This week, as we ran the gamut of Jewish feeling from Holocaust Remembrance Day to Israel's Independence Day, a towering scholar in Israel passed away at 81. Rabbi Aharon Lichtenstein co-headed one of the finest academies of Jewish study in the world - Yeshivat Har Etzion - and he stood for a sophisticated type of commitment to tradition that was nuanced and complex. His lectures  - for those who could fully understand them - were filled with quotes from world literature, philosophy, rabbinic texts and Jewish modern and ancient thought. He was an elegant spokesman for religious Zionism and commitment to Israeli military service and the winner of the prestigious Israel Prize, the State's highest honor.

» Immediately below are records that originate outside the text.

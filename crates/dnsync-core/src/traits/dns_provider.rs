// # DNS Provider Trait
//
// Defines the read/apply capability set every provider backend exposes to
// the orchestration layer.
//
// ## Implementations
//
// - Hetzner DNS: `dnsync-provider-hetzner` crate
// - Any backend wrapping a `ZoneGateway` in a `Reconciler`
//
// ## Usage
//
// ```rust,ignore
// use dnsync_core::{Changes, DnsProvider};
//
// #[tokio::main]
// async fn main() -> anyhow::Result<()> {
//     let provider = /* DnsProvider implementation */;
//
//     // Current state
//     let current = provider.records().await?;
//
//     // Converge to desired state
//     let changes = Changes { /* computed by the orchestration layer */ ..Default::default() };
//     provider.apply_changes(&changes).await?;
//
//     Ok(())
// }
// ```

use crate::endpoint::{Changes, Endpoint};
use async_trait::async_trait;

/// Trait for DNS provider implementations
///
/// Exactly two operations: read the current endpoint set, and apply a delta.
/// Backend-specific shapes stay behind the provider's gateway.
///
/// # Concurrency
///
/// Each call performs a fresh full read of provider state. Concurrent
/// `apply_changes` calls against the same zones are not safe; callers must
/// serialize them.
#[async_trait]
pub trait DnsProvider: Send + Sync {
    /// List every supported record the provider holds, as endpoints
    ///
    /// # Returns
    ///
    /// - `Ok(Vec<Endpoint>)`: One endpoint per provider record, with
    ///   fully-qualified names
    /// - `Err(Error)`: If any zone or record listing failed
    async fn records(&self) -> Result<Vec<Endpoint>, crate::Error>;

    /// Apply a delta to the provider
    ///
    /// All deletes are issued before any create. The first failure stops
    /// the pass and is returned.
    ///
    /// # Returns
    ///
    /// - `Ok(())`: Every mutation committed (or was logged, in dry-run mode)
    /// - `Err(Error)`: Resolution failure (nothing mutated), or a mutation
    ///   failure (`Error::PartialApply` if earlier mutations committed)
    async fn apply_changes(&self, changes: &Changes) -> Result<(), crate::Error>;

    /// Get the provider name (for logging/debugging)
    fn provider_name(&self) -> &'static str;
}

/// Helper trait for constructing DNS providers from configuration
pub trait DnsProviderFactory: Send + Sync {
    /// Create a DnsProvider instance from configuration
    ///
    /// # Parameters
    ///
    /// - `config`: Configuration specific to this provider
    ///
    /// # Returns
    ///
    /// A boxed DnsProvider trait object
    fn create(
        &self,
        config: &crate::config::ProviderConfig,
    ) -> Result<Box<dyn DnsProvider>, crate::Error>;
}
// # dnsync-core
//
// Core library for converging a DNS provider's records to a desired
// endpoint set.
//
// ## Architecture Overview
//
// - **ZoneGateway**: Trait for typed transport to a provider's DNS API
// - **Snapshot / RecordIndex**: Fresh per-pass view of provider state, keyed
//   by fully-qualified name and record type
// - **Plan**: Pure resolution of a `Changes` delta into ordered mutations
// - **Reconciler**: Engine that reads, plans, and issues mutations
// - **DnsProvider**: The read/apply capability set exposed to orchestration
// - **ProviderRegistry**: Plugin-based registry for DNS providers
//
// ## Design Principles
//
// 1. **Fresh reads**: Every pass reads full provider state; nothing is cached
// 2. **Plan before mutate**: Resolution failures never leave partial changes
// 3. **Deletes first**: Every delete of a pass precedes every create
// 4. **Fail fast, report partial**: The first failed mutation stops the pass
//    and committed mutations are reported with it

pub mod config;
pub mod endpoint;
pub mod engine;
pub mod error;
pub mod index;
pub mod plan;
pub mod registry;
pub mod traits;

// Re-export core types for convenience
pub use config::ProviderConfig;
pub use endpoint::{Changes, Endpoint};
pub use engine::Reconciler;
pub use error::{Error, Result};
pub use index::{RecordIndex, Snapshot};
pub use plan::{Mutation, Plan};
pub use registry::ProviderRegistry;
pub use traits::{DnsProvider, NewRecord, ProviderRecord, Zone, ZoneGateway};
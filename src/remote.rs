//! Remote process interfaces
//!
//! Everything the session needs from the outside world: something that builds the tabs into a
//! generated program, something that launches it, and the debugging protocol handle for the
//! launched process. Code locations in here are always in target space (the generated file) with
//! 0-based line indices.

use std::path::{Path, PathBuf};
use std::sync::Arc;

use crate::debugger::{SourcePosition, StepKind};

/// Identifies a request registered with the remote process
pub type RequestId = u64;

#[derive(Clone, Debug, PartialEq, Eq, Hash, PartialOrd, Ord)]
pub struct ThreadRef {
    id: u64,
    name: String,
}

impl ThreadRef {
    pub fn new(id: u64, name: String) -> Self {
        ThreadRef { id, name }
    }

    pub fn id(&self) -> u64 {
        self.id
    }

    pub fn name(&self) -> &str {
        &self.name
    }
}

#[derive(Clone, Debug, PartialEq, Eq, Hash)]
pub struct ClassRef {
    id: u64,
    name: String,
}

impl ClassRef {
    pub fn new(id: u64, name: String) -> Self {
        ClassRef { id, name }
    }

    pub fn id(&self) -> u64 {
        self.id
    }

    pub fn name(&self) -> &str {
        &self.name
    }
}

/// An executable location in the remote process
#[derive(Clone, Debug, PartialEq, Eq)]
pub struct CodeLocation {
    declaring_class: String,
    method: String,
    position: SourcePosition,
}

impl CodeLocation {
    pub fn new(declaring_class: String, method: String, position: SourcePosition) -> Self {
        CodeLocation {
            declaring_class,
            method,
            position,
        }
    }

    pub fn declaring_class(&self) -> &str {
        &self.declaring_class
    }

    pub fn method(&self) -> &str {
        &self.method
    }

    pub fn position(&self) -> &SourcePosition {
        &self.position
    }
}

#[derive(Clone, Debug, PartialEq, Eq)]
pub struct ObjectRef {
    id: u64,
    type_name: String,
}

impl ObjectRef {
    pub fn new(id: u64, type_name: String) -> Self {
        ObjectRef { id, type_name }
    }

    pub fn id(&self) -> u64 {
        self.id
    }

    pub fn type_name(&self) -> &str {
        &self.type_name
    }
}

#[derive(Clone, Debug, PartialEq)]
pub enum RemoteValue {
    Null,
    /// A primitive or string value already rendered as text
    Primitive(String),
    Object(ObjectRef),
}

/// A local variable or field
#[derive(Clone, Debug, PartialEq)]
pub struct Variable {
    name: String,
    type_name: String,
    value: RemoteValue,
}

impl Variable {
    pub fn new(name: String, type_name: String, value: RemoteValue) -> Self {
        Variable {
            name,
            type_name,
            value,
        }
    }

    pub fn name(&self) -> &str {
        &self.name
    }

    pub fn type_name(&self) -> &str {
        &self.type_name
    }

    pub fn value(&self) -> &RemoteValue {
        &self.value
    }
}

#[derive(Clone, Debug, PartialEq)]
pub enum RemoteEvent {
    VmStart {
        thread: ThreadRef,
    },
    ClassPrepare {
        class: ClassRef,
        thread: ThreadRef,
    },
    Breakpoint {
        thread: ThreadRef,
        location: CodeLocation,
        request: RequestId,
    },
    Step {
        thread: ThreadRef,
        location: CodeLocation,
        request: RequestId,
    },
    VmDisconnect,
    VmDeath,
    /// Any event type the session doesn't handle
    Unknown(String),
}

/// Events delivered together by the remote process
#[derive(Clone, Debug, PartialEq)]
pub struct EventSet {
    events: Vec<RemoteEvent>,
}

impl EventSet {
    pub fn new(events: Vec<RemoteEvent>) -> Self {
        EventSet { events }
    }

    pub fn events(&self) -> &Vec<RemoteEvent> {
        &self.events
    }

    pub fn into_events(self) -> Vec<RemoteEvent> {
        self.events
    }
}

pub trait EventQueue: Send {
    /// Block until the next event set arrives. An error means the connection is gone and no more
    /// events will come.
    fn remove(&mut self) -> crate::Result<EventSet>;
}

/// Debugging protocol handle for a launched process, calls are synchronous
pub trait RemoteProcess: Send + Sync {
    /// Hand over the event queue, can only be taken once
    fn take_event_queue(&self) -> crate::Result<Box<dyn EventQueue>>;
    fn resume(&self) -> crate::Result<()>;
    fn terminate(&self) -> crate::Result<()>;

    /// Ask for a class prepare event for every class matching the filter, a trailing `*` is a
    /// wildcard.
    fn create_class_prepare_request(&self, class_filter: &str) -> crate::Result<RequestId>;
    /// Executable locations for a target line inside a loaded class
    fn locations_of_line(
        &self,
        class: &ClassRef,
        line: &SourcePosition,
    ) -> crate::Result<Vec<CodeLocation>>;
    /// Create and enable a breakpoint that suspends the hitting thread only
    fn create_breakpoint_request(&self, location: &CodeLocation) -> crate::Result<RequestId>;
    /// Create and enable a single-shot step request for one thread
    fn create_step_request(&self, thread: &ThreadRef, kind: StepKind) -> crate::Result<RequestId>;
    fn delete_request(&self, request: RequestId) -> crate::Result<()>;

    fn all_threads(&self) -> crate::Result<Vec<ThreadRef>>;
    fn is_suspended(&self, thread: &ThreadRef) -> crate::Result<bool>;
    fn resume_thread(&self, thread: &ThreadRef) -> crate::Result<()>;

    /// Frame locations of a suspended thread, innermost first
    fn frames(&self, thread: &ThreadRef) -> crate::Result<Vec<CodeLocation>>;
    fn locals(&self, thread: &ThreadRef, frame: usize) -> crate::Result<Vec<Variable>>;
    fn this_object(&self, thread: &ThreadRef, frame: usize) -> crate::Result<Option<ObjectRef>>;
    fn fields(&self, object: &ObjectRef) -> crate::Result<Vec<Variable>>;
}

/// One tab handed to the build
#[derive(Clone, Debug, PartialEq)]
pub struct SourceFile {
    pub name: String,
    pub text: String,
}

#[derive(Clone, Debug, PartialEq)]
pub struct BuildOutput {
    /// Directory holding the compiled program
    pub generated_root: PathBuf,
    /// Name of the generated file as reported in code locations
    pub generated_file: String,
    /// Text of the generated file, still carrying the line trailers
    pub generated_source: String,
    pub main_class: String,
}

pub trait Build: Send {
    fn build(&mut self, sources: &[SourceFile]) -> crate::Result<BuildOutput>;
}

pub trait Launch: Send {
    /// Start the program suspended
    fn launch(
        &mut self,
        main_class: &str,
        generated_root: &Path,
    ) -> crate::Result<Arc<dyn RemoteProcess>>;
}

In his memory, we will study one of his teachings.

In a stunning article called "Trust in God" in his book By His Light, Rav Aharon - as he was fondly called - offers us two notions of faith or "bitachon" in Hebrew. One level of trust "is expressed by the certainty that God stands at your side and will assist you." This is, in his words, an approach that is fundamentally optimistic - "saturated with faith and hopeful expectation for the future." This type of faith gives those on the battlefield the energy to soldier on, those trapped in the darkness of  a concentration camp the belief that redemption will come. Ani Ma'amin - I believe with a perfect faith... 

But this is not the only faith that can sustain an individual in crisis, since optimism may prove to be naïve or unfounded. When circumstances sour, the person with this type of faith alone will lose all trust in God and others. This second type of trust "does not attempt to scatter the clouds of misfortune, try to raise expectations, or strive to whitewash a dark future." It is a trust grounded in realism; "it expresses a steadfast commitment - even if the outcome will be bad..." This can be a challenge for modern human beings, nourished on empowerment and high self-esteem. It is spiritually demanding: "This approach does not claim that God will remain at our side; rather, it asks us to remain at His side." 

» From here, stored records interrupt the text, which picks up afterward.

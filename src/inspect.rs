//! Inspection snapshots
//!
//! Whenever the remote process stops the session takes a snapshot of the stopped thread, the call
//! stack, the locals of the top frame and the fields of `this`, and hands it to the view.

use crate::line_map::LineMap;
use crate::notifier::log_msg;
use crate::remote::{CodeLocation, ObjectRef, RemoteProcess, RemoteValue, ThreadRef, Variable};
use crate::server::{LogLevel, Notification};
use crate::util::log_error;

use tokio::sync::mpsc::UnboundedSender;

#[derive(Clone, Debug, PartialEq, Serialize)]
pub struct VariableNode {
    name: String,
    #[serde(rename = "type")]
    type_name: String,
    value: String,
    #[serde(skip_serializing_if = "Vec::is_empty")]
    children: Vec<VariableNode>,
}

impl VariableNode {
    pub fn name(&self) -> &str {
        &self.name
    }

    pub fn type_name(&self) -> &str {
        &self.type_name
    }

    pub fn value(&self) -> &str {
        &self.value
    }

    pub fn children(&self) -> &Vec<VariableNode> {
        &self.children
    }
}

#[derive(Clone, Debug, Default, PartialEq, Serialize)]
pub struct Inspection {
    #[serde(rename = "callStack")]
    call_stack: Vec<String>,
    #[serde(rename = "localsAt")]
    locals_at: String,
    locals: Vec<VariableNode>,
    #[serde(rename = "thisName")]
    this_name: String,
    #[serde(rename = "thisFields")]
    this_fields: Vec<VariableNode>,
}

impl Inspection {
    /// Snapshot a suspended thread. `field_depth` is how many levels of fields to expand below
    /// each local and below the fields of `this`. Anything that can't be read is logged and left
    /// out, a thread that isn't suspended gives an empty snapshot.
    pub fn capture(
        remote: &dyn RemoteProcess,
        thread: &ThreadRef,
        line_map: Option<&LineMap>,
        field_depth: usize,
        max_frames: usize,
        notifier_tx: &UnboundedSender<Notification>,
    ) -> Self {
        let mut inspection = Inspection::default();

        match remote.is_suspended(thread) {
            Ok(true) => {}
            Ok(false) => {
                log_msg(
                    notifier_tx,
                    LogLevel::DEBUG,
                    &format!("Can't inspect thread {}, it's not suspended", thread.name()),
                );
                return inspection;
            }
            Err(e) => {
                log_error(notifier_tx, &e);
                return inspection;
            }
        }

        let frames = match remote.frames(thread) {
            Ok(f) => f,
            Err(e) => {
                log_error(notifier_tx, &e);
                return inspection;
            }
        };

        let top = match frames.first() {
            Some(f) => f,
            None => {
                log_msg(notifier_tx, LogLevel::DEBUG, "Call stack empty");
                return inspection;
            }
        };

        inspection.call_stack = frames
            .iter()
            .take(max_frames)
            .map(|f| location_to_string(f, line_map))
            .collect();
        inspection.locals_at = location_to_string(top, line_map);

        match remote.locals(thread, 0) {
            Ok(locals) => {
                inspection.locals = locals
                    .iter()
                    .map(|v| {
                        let children = match field_depth {
                            0 => vec![],
                            _ => child_fields(remote, v, field_depth - 1, notifier_tx),
                        };
                        variable_node(v, children)
                    })
                    .collect();
            }
            Err(e) => log_error(notifier_tx, &e),
        }

        match remote.this_object(thread, 0) {
            Ok(Some(this)) => {
                inspection.this_name = this.type_name().to_string();
                inspection.this_fields = fields(remote, &this, field_depth, notifier_tx);
            }
            // Static method
            Ok(None) => {}
            Err(e) => log_error(notifier_tx, &e),
        }

        inspection
    }

    pub fn call_stack(&self) -> &Vec<String> {
        &self.call_stack
    }

    pub fn locals_at(&self) -> &str {
        &self.locals_at
    }

    pub fn locals(&self) -> &Vec<VariableNode> {
        &self.locals
    }

    pub fn this_name(&self) -> &str {
        &self.this_name
    }

    pub fn this_fields(&self) -> &Vec<VariableNode> {
        &self.this_fields
    }

    pub fn is_empty(&self) -> bool {
        self.call_stack.is_empty()
    }

    pub fn to_json(&self) -> serde_json::Value {
        serde_json::to_value(self).unwrap_or(serde_json::Value::Null)
    }
}

/// Render a code location as `Class.method:line`, the line is in sketch space where there's a
/// mapping and in the generated file otherwise.
pub fn location_to_string(location: &CodeLocation, line_map: Option<&LineMap>) -> String {
    let line_num = match line_map.and_then(|m| m.target_to_sketch(location.position()).ok()) {
        Some(sketch) => sketch.line_num(),
        None => location.position().line_num(),
    };
    format!(
        "{}.{}:{}",
        location.declaring_class(),
        location.method(),
        line_num
    )
}

fn value_to_string(value: &RemoteValue) -> String {
    match value {
        RemoteValue::Null => "null".to_string(),
        RemoteValue::Primitive(s) => s.clone(),
        RemoteValue::Object(o) => format!("instance of {}(id={})", o.type_name(), o.id()),
    }
}

fn variable_node(variable: &Variable, children: Vec<VariableNode>) -> VariableNode {
    VariableNode {
        name: variable.name().to_string(),
        type_name: variable.type_name().to_string(),
        value: value_to_string(variable.value()),
        children,
    }
}

fn child_fields(
    remote: &dyn RemoteProcess,
    variable: &Variable,
    depth: usize,
    notifier_tx: &UnboundedSender<Notification>,
) -> Vec<VariableNode> {
    match variable.value() {
        RemoteValue::Object(o) => fields(remote, o, depth, notifier_tx),
        _ => vec![],
    }
}

/// Fields of an object, expanded `depth` further levels
fn fields(
    remote: &dyn RemoteProcess,
    object: &ObjectRef,
    depth: usize,
    notifier_tx: &UnboundedSender<Notification>,
) -> Vec<VariableNode> {
    let fields = match remote.fields(object) {
        Ok(f) => f,
        Err(e) => {
            log_error(notifier_tx, &e);
            return vec![];
        }
    };

    fields
        .iter()
        .map(|f| {
            let children = match depth {
                0 => vec![],
                _ => child_fields(remote, f, depth - 1, notifier_tx),
            };
            variable_node(f, children)
        })
        .collect()
}

#[cfg(test)]
mod tests {
    use std::sync::Arc;

    use tokio::sync::mpsc;

    use super::Inspection;
    use crate::line_map::{annotate, LineMap};
    use crate::remote::mock::MockRemote;
    use crate::remote::{ObjectRef, RemoteValue, ThreadRef, Variable};

    fn remote() -> (Arc<MockRemote>, ThreadRef) {
        let remote = MockRemote::new("Sketch.java");
        let thread = ThreadRef::new(1, "Animation Thread".to_string());
        remote.with_thread(thread.clone(), true);

        let ball = ObjectRef::new(20, "Sketch$Ball".to_string());
        remote.with_frames(
            vec![
                remote.location("Sketch", "draw", 2),
                remote.location("processing.core.PApplet", "handleDraw", 2210),
            ],
            vec![
                Variable::new(
                    "i".to_string(),
                    "int".to_string(),
                    RemoteValue::Primitive("3".to_string()),
                ),
                Variable::new(
                    "b".to_string(),
                    "Sketch$Ball".to_string(),
                    RemoteValue::Object(ball.clone()),
                ),
            ],
            Some(ObjectRef::new(10, "Sketch".to_string())),
        );
        remote.with_fields(
            10,
            vec![Variable::new(
                "ball".to_string(),
                "Sketch$Ball".to_string(),
                RemoteValue::Object(ball),
            )],
        );
        remote.with_fields(
            20,
            vec![
                Variable::new(
                    "x".to_string(),
                    "float".to_string(),
                    RemoteValue::Primitive("1.5".to_string()),
                ),
                Variable::new("next".to_string(), "Sketch$Ball".to_string(), RemoteValue::Null),
            ],
        );

        (remote, thread)
    }

    fn line_map() -> LineMap {
        let source = format!(
            "public class Sketch {{\n{}\n}}\n",
            annotate("A.pde", "void draw() {\n  i++;\n}")
        );
        LineMap::build("Sketch.java", &source)
    }

    #[test]
    fn check_snapshot_uses_sketch_lines() {
        let (tx, _rx) = mpsc::unbounded_channel();
        let (remote, thread) = remote();
        let map = line_map();

        let inspection = Inspection::capture(remote.as_ref(), &thread, Some(&map), 0, 64, &tx);

        assert_eq!(
            inspection.call_stack(),
            &vec![
                "Sketch.draw:2".to_string(),
                "processing.core.PApplet.handleDraw:2211".to_string(),
            ]
        );
        assert_eq!(inspection.locals_at(), "Sketch.draw:2");
        assert_eq!(inspection.locals().len(), 2);
        assert_eq!(inspection.locals()[0].value(), "3");
        assert!(inspection.locals()[1].children().is_empty());
        assert_eq!(inspection.this_name(), "Sketch");
        assert_eq!(inspection.this_fields()[0].value(), "instance of Sketch$Ball(id=20)");
        assert!(inspection.this_fields()[0].children().is_empty());
    }

    #[test]
    fn check_field_depth_expands_objects() {
        let (tx, _rx) = mpsc::unbounded_channel();
        let (remote, thread) = remote();

        let inspection = Inspection::capture(remote.as_ref(), &thread, None, 1, 64, &tx);

        let b = &inspection.locals()[1];
        assert_eq!(b.children().len(), 2);
        assert_eq!(b.children()[1].value(), "null");
        assert!(b.children()[0].children().is_empty());

        let ball = &inspection.this_fields()[0];
        assert_eq!(ball.children()[0].name(), "x");
        assert_eq!(inspection.call_stack()[0], "Sketch.draw:3");
    }

    #[test]
    fn check_max_frames_limits_call_stack() {
        let (tx, _rx) = mpsc::unbounded_channel();
        let (remote, thread) = remote();

        let inspection = Inspection::capture(remote.as_ref(), &thread, None, 0, 1, &tx);

        assert_eq!(inspection.call_stack().len(), 1);
    }

    #[test]
    fn check_running_thread_gives_empty_snapshot() {
        let (tx, mut rx) = mpsc::unbounded_channel();
        let (remote, thread) = remote();
        remote.set_suspended(&thread, false);

        let inspection = Inspection::capture(remote.as_ref(), &thread, None, 0, 64, &tx);

        assert!(inspection.is_empty());
        assert!(inspection.locals().is_empty());
        assert!(rx.try_recv().is_ok());
    }

    #[test]
    fn check_json_shape() {
        let (tx, _rx) = mpsc::unbounded_channel();
        let (remote, thread) = remote();

        let json = Inspection::capture(remote.as_ref(), &thread, None, 0, 64, &tx).to_json();

        assert_eq!(json["thisName"], serde_json::json!("Sketch"));
        assert_eq!(
            json["locals"][0],
            serde_json::json!({"name":"i","type":"int","value":"3"})
        );
    }
}
//! Debugger value types
//!
//! Types shared between the session, the editor protocol and the remote process interfaces.

use std::fmt;

/// A line in a file, the line index is 0-based.
///
/// Used for both sketch space (a tab of the editor) and target space (the generated file).
#[derive(Clone, Debug, PartialEq, Eq, Hash, PartialOrd, Ord, Serialize, Deserialize)]
pub struct SourcePosition {
    file: String,
    line_index: usize,
}

impl SourcePosition {
    pub fn new(file: String, line_index: usize) -> Self {
        SourcePosition { file, line_index }
    }

    pub fn file(&self) -> &str {
        &self.file[..]
    }

    pub fn line_index(&self) -> usize {
        self.line_index
    }

    /// The 1-based line number, as shown to people
    pub fn line_num(&self) -> u64 {
        self.line_index as u64 + 1
    }
}

impl fmt::Display for SourcePosition {
    fn fmt(&self, f: &mut fmt::Formatter) -> fmt::Result {
        write!(f, "{}:{}", self.file, self.line_num())
    }
}

/// Step granularity for a single-shot step request
#[derive(Clone, Copy, Debug, PartialEq, Eq)]
pub enum StepKind {
    Over,
    Into,
    Out,
}

/// Debug session state
#[derive(Clone, Copy, Debug, PartialEq, Eq)]
pub enum SessionState {
    Stopped,
    Launching,
    Running,
    Paused,
}

/// All debugger commands an editor can send
#[derive(Clone, Debug, PartialEq)]
pub enum DebuggerCmd {
    Start,
    Stop,
    Continue,
    Step(StepKind),
    Breakpoint(SourcePosition),
    Unbreakpoint(SourcePosition),
    // None means at the cursor
    ToggleBreakpoint(Option<SourcePosition>),
    ListBreakpoints,
    Cursor(SourcePosition),
    // File and text
    Open(String, String),
    // File, offset and text
    Insert(String, usize, String),
    // File, offset and length
    Remove(String, usize, usize),
}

Rav Aharon marshals sources to demonstrate both kinds of trust and then relates it to sacrifices made to build our people and the State of Israel after the ashes. He writes that the first kind of trust is "endangered by our continuous accomplishments." He believes that religious Zionism as understood and taught by the State was successful at filling us with certain values: redemption, hope and expectation, "but neglected to teach the values of loving trust, of cleaving to God without hesitation under all circumstances. We did not fortify our children or ourselves concerning the possibility of crises..."

Even though so many in Israel made and continue to make personal sacrifices for our homeland, it was done "riding a wave of optimism, that all would work out because the process of redemption was unfolding." It is here that Rav Aharon inserted the quote above. He was not giving up, God forbid, on the importance of personal faith. It was a faith in the eternity of the people and land of Israel that he would never abandon. He was, instead, offering a more mature complementary approach to faith, "to trust during suffering" and to realize that this kind of deeper trust, when coupled with faith and love, may be the most trust that ultimately shaped and will shape our people.  

Above many a Torah ark is a verse from Psalms, "I have placed God before me always"(16:8) - what Rav Aharon called "God's constant overarching presence."  The word "always" implies not only when it serves our needs or confirms our beliefs, but even when life flies in the face of them. Rav Aharon taught generations of students to understand and deepen God's holy presence through rigorous study, through commitment to the army and through the modern State of Israel that we celebrated this week. He challenges us still to see and to say this verse as we ask ourselves: is God before me always?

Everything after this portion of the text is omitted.